(What the task asks): Take the line that contains "filename crates/oncall-log-core/src/models/mod.rs" and each line after it in the material below, and transcribe them exactly, stopping at the end.

--- Provided data Enclosed Below ---

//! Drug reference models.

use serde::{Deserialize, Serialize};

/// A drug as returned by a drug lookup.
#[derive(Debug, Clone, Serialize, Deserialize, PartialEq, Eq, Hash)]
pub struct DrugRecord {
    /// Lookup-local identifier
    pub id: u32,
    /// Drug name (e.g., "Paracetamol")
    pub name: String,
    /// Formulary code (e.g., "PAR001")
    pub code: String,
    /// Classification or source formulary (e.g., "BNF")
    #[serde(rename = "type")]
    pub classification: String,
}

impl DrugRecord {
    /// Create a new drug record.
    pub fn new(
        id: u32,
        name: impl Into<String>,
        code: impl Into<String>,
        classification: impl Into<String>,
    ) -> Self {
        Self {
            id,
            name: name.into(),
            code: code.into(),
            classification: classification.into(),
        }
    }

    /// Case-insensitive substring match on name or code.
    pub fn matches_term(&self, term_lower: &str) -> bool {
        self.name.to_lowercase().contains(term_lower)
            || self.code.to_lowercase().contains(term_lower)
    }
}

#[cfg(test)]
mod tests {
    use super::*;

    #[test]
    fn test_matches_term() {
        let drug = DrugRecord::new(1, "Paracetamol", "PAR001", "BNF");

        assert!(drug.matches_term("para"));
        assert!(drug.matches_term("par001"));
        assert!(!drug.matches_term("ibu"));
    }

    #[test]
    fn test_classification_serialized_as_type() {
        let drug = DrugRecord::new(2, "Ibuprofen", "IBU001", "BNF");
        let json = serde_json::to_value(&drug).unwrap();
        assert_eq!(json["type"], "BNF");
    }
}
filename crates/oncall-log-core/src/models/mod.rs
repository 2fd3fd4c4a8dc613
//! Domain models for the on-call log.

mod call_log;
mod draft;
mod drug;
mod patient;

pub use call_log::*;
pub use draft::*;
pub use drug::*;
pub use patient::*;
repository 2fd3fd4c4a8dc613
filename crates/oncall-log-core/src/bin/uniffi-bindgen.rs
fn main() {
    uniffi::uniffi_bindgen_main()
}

--- End of Enclosed Provided data ---

(Answer space):
filename crates/oncall-log-core/src/models/mod.rs
repository 2fd3fd4c4a8dc613
//! Domain models for the on-call log.

mod call_log;
mod draft;
mod drug;
mod patient;

pub use call_log::*;
pub use draft::*;
pub use drug::*;
pub use patient::*;
repository 2fd3fd4c4a8dc613
filename crates/oncall-log-core/src/bin/uniffi-bindgen.rs
fn main() {
    uniffi::uniffi_bindgen_main()
}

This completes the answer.